Following the error I just got: pulling from https://svn.macports.org/repository/macports (could not negotiate a common protocol; see https://mercurial-scm.org/wiki/SecureConnections for how to configure Mercurial to avoid this error) abort: error: [SSL: UNSUPPORTED_PROTOCOL] unsupported protocol (_ssl.c:590) Adding `--config hostsecurity.svn.macports.org:minimumprotocol=tls1.0` temporarily allows a pull but adding: [hostsecurity] svn.macports.org:minimumprotocol=tls1.0 to .hg/hgrc does not work.
I also got the same error while running hg out. comparing with https://selenic.com/hg (could not negotiate a common protocol; see https://mercurial-scm.org/wiki/SecureConnections for how to configure Mercurial to avoid this error) abort: error: [SSL: UNSUPPORTED_PROTOCOL] unsupported protocol (_ssl.c:590)
selenic.com isn't supporting TLS 1.1 or 1.2, hence why you get the "unsupported protocol" error. See bug 5303 for tweaking the error output. The current situation is not exactly helpful.
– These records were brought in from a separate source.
//! Authentication-related models

use chrono::{DateTime, Utc};
use serde::{Deserialize, Serialize};
use validator::Validate;

use super::user::UserResponse;

/// Login request
#[derive(Debug, Deserialize)]
pub struct LoginRequest {
    pub email: String,
    pub password: String,
}

/// Registration request
#[derive(Debug, Deserialize, Validate)]
pub struct RegisterRequest {
    #[validate(
        email(message = "Email must be in the format \"email@domain.com\""),
        length(max = 254, message = "Email is too long")
    )]
    pub email: String,
    pub password: String,
    #[validate(length(max = 255, message = "Name is too long"))]
    pub name: Option<String>,
}

/// Login / registration response
#[derive(Debug, Serialize, Deserialize)]
pub struct AuthResponse {
    pub success: bool,
    pub token: String,
    pub user: UserResponse,
    pub expires: DateTime<Utc>,
}

/// Token check response
#[derive(Debug, Serialize, Deserialize)]
pub struct CheckAuthResponse {
    pub success: bool,
    pub user: UserResponse,
}
//! 数据模型模块

pub mod auth;
pub mod card;
pub mod study_set;
pub mod user;
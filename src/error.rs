//! 统一错误模型
//! 定义所有错误类型和错误响应格式

use axum::{
    http::StatusCode,
    response::{IntoResponse, Json, Response},
};
use serde::Serialize;
use thiserror::Error;

use crate::{
    auth::{hasher::HashError, resolver::AuthError},
    repository::{BatchError, StoreError, UniqueField},
};

/// 应用错误类型
#[derive(Debug, Error)]
pub enum AppError {
    #[error("Authentication error: {0}")]
    Auth(#[from] AuthError),

    #[error("Store error: {0}")]
    Store(#[from] StoreError),

    #[error("Hash error: {0}")]
    Hash(#[from] HashError),

    #[error("Configuration error: {0}")]
    Config(String),

    /// 登录凭据错误（邮箱不存在与密码错误不区分）
    #[error("Invalid credentials")]
    Unauthorized,

    #[error("Resource not found: {0}")]
    NotFound(String),

    #[error("Invalid request: {0}")]
    BadRequest(String),

    #[error("Validation failed: {0}")]
    Validation(#[from] validator::ValidationErrors),

    #[error("Internal error: {0}")]
    Internal(String),
}

impl AppError {
    /// 获取 HTTP 状态码
    pub fn status_code(&self) -> StatusCode {
        match self {
            AppError::Auth(AuthError::Malformed) => StatusCode::BAD_REQUEST,
            AppError::Auth(AuthError::Backend(_)) => StatusCode::INTERNAL_SERVER_ERROR,
            AppError::Auth(_) | AppError::Unauthorized => StatusCode::UNAUTHORIZED,
            AppError::Store(StoreError::Conflict(UniqueField::Email)) => StatusCode::BAD_REQUEST,
            AppError::Store(StoreError::NotFound) | AppError::NotFound(_) => StatusCode::NOT_FOUND,
            AppError::BadRequest(_) | AppError::Validation(_) => StatusCode::BAD_REQUEST,
            AppError::Store(StoreError::Conflict(UniqueField::TokenId))
            | AppError::Store(StoreError::Database(_))
            | AppError::Hash(_)
            | AppError::Config(_)
            | AppError::Internal(_) => StatusCode::INTERNAL_SERVER_ERROR,
        }
    }

    /// 获取用户友好的错误消息（不包含敏感信息）
    pub fn user_message(&self) -> String {
        match self {
            AppError::Auth(AuthError::Missing) => "Token not provided".to_string(),
            AppError::Auth(AuthError::Malformed) => "Invalid token format".to_string(),
            // 不区分无效与过期，避免泄露令牌状态
            AppError::Auth(AuthError::Invalid) | AppError::Auth(AuthError::Expired) => {
                "Invalid or expired token".to_string()
            }
            AppError::Unauthorized => "Invalid credentials".to_string(),
            AppError::Store(StoreError::Conflict(UniqueField::Email)) => {
                "Email already exists".to_string()
            }
            AppError::Store(StoreError::Conflict(UniqueField::TokenId)) => {
                "Internal server error".to_string()
            }
            AppError::Store(StoreError::NotFound) => "Resource not found".to_string(),
            AppError::NotFound(msg) | AppError::BadRequest(msg) => msg.clone(),
            AppError::Validation(errors) => validation_message(errors),
            AppError::Auth(AuthError::Backend(_))
            | AppError::Store(StoreError::Database(_))
            | AppError::Hash(_)
            | AppError::Config(_)
            | AppError::Internal(_) => "Internal server error".to_string(),
        }
    }

    /// 获取错误码
    pub fn code(&self) -> u16 {
        self.status_code().as_u16()
    }
}

/// 取第一个字段错误作为提示
fn validation_message(errors: &validator::ValidationErrors) -> String {
    errors
        .field_errors()
        .iter()
        .next()
        .map(|(field, errs)| {
            let detail = errs
                .first()
                .and_then(|e| e.message.as_ref().map(|m| m.to_string()))
                .unwrap_or_else(|| "is invalid".to_string());
            format!("{} {}", field, detail)
        })
        .unwrap_or_else(|| "Invalid request".to_string())
}

/// 错误响应 DTO
#[derive(Serialize)]
pub struct ErrorResponse {
    pub success: bool,
    pub error: String,
    pub request_id: String,
}

impl IntoResponse for AppError {
    fn into_response(self) -> Response {
        let status = self.status_code();
        let request_id = uuid::Uuid::new_v4().to_string();

        let error_response = ErrorResponse {
            success: false,
            error: self.user_message(),
            request_id,
        };

        // 记录错误日志：服务端错误用 error，客户端错误用 warn
        if status.is_server_error() {
            tracing::error!(
                code = self.code(),
                message = %self,
                request_id = %error_response.request_id,
                "Application error"
            );
        } else {
            tracing::warn!(
                code = self.code(),
                message = %error_response.error,
                request_id = %error_response.request_id,
                "Request rejected"
            );
        }

        (status, Json(error_response)).into_response()
    }
}

impl From<BatchError> for AppError {
    fn from(e: BatchError) -> Self {
        match e {
            BatchError::CardNotFound(id) => {
                AppError::NotFound(format!("Card with ID {} not found", id))
            }
            BatchError::Store(e) => AppError::Store(e),
        }
    }
}

/// 从 config::ConfigError 转换
impl From<config::ConfigError> for AppError {
    fn from(e: config::ConfigError) -> Self {
        AppError::Config(e.to_string())
    }
}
I was able to reproduce. Setting the option in ~/.hgrc works. However, setting in .hg/hgrc does not. I reckon the ui instance we're using didn't come from the repo :/
(In reply to Gregory Szorc from comment #3) Yeah adding [hostsecurity] selenic.com:minimumprotocol=tls1.0 to .hgrc works for me.
By .hgrc I mean ~/.hgrc
Fixed by https://selenic.com/repo/hg/rev/3fde328d0913 Gregory Szorc <gregory.szorc@gmail.com> hg: copy [hostsecurity] options to remote ui instances (issue5305) TIL that ui instances for remote/peer repos don't automagically inherit config options from .hg/hgrc files. This patch makes remote ui instances inherit options from the [hostsecurity] section. We were already inheriting options from [hostfingerprints] and [auth]. So adding [hostsecurity] to the list seems appropriate. (please test the fix)
Verified that this changeset fixes it!